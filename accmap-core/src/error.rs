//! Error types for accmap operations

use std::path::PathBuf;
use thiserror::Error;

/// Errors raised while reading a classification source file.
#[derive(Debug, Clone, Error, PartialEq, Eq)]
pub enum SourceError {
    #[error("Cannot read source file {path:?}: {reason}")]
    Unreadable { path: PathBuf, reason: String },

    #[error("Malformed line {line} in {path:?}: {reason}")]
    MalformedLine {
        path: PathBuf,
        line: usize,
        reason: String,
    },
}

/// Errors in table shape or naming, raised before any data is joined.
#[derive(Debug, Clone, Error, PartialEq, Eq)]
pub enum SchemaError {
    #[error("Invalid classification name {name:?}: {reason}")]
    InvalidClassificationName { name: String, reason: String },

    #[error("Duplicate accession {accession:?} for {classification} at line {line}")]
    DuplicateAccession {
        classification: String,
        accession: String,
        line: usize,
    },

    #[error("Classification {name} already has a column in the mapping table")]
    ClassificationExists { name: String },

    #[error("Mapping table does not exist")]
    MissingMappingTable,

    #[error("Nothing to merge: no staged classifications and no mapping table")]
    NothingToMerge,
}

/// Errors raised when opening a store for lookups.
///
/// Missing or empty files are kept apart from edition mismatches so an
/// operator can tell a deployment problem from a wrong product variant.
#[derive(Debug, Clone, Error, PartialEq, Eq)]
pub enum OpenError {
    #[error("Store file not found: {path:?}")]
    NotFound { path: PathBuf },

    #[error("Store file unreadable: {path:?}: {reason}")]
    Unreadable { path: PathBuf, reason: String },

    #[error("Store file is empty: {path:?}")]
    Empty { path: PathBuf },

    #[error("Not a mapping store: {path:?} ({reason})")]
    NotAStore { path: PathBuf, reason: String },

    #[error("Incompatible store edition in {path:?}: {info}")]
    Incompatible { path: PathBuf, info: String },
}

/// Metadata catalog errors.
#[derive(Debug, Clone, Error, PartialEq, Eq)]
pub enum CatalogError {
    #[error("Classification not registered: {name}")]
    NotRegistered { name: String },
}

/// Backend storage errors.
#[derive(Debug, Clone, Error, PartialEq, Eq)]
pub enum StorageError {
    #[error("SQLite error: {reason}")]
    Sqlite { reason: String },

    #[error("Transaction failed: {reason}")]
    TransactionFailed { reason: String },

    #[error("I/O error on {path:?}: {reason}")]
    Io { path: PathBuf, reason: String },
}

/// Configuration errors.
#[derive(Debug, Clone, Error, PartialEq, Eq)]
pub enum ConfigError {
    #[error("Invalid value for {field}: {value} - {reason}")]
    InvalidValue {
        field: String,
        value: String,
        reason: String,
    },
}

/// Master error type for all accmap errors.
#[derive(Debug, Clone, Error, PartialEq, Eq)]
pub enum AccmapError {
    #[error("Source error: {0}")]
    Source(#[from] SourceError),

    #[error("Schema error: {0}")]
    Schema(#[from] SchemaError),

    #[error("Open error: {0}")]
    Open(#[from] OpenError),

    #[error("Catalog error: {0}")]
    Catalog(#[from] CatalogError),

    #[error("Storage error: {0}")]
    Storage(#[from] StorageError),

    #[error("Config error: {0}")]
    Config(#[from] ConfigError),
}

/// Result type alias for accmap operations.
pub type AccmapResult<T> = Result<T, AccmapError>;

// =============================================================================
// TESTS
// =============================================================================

################

> _Task to carry out_
Using the records above, copy every line that has the word "operations" in it.

> _Result for this exercise_
//! Error types for accmap operations
/// Result type alias for accmap operations.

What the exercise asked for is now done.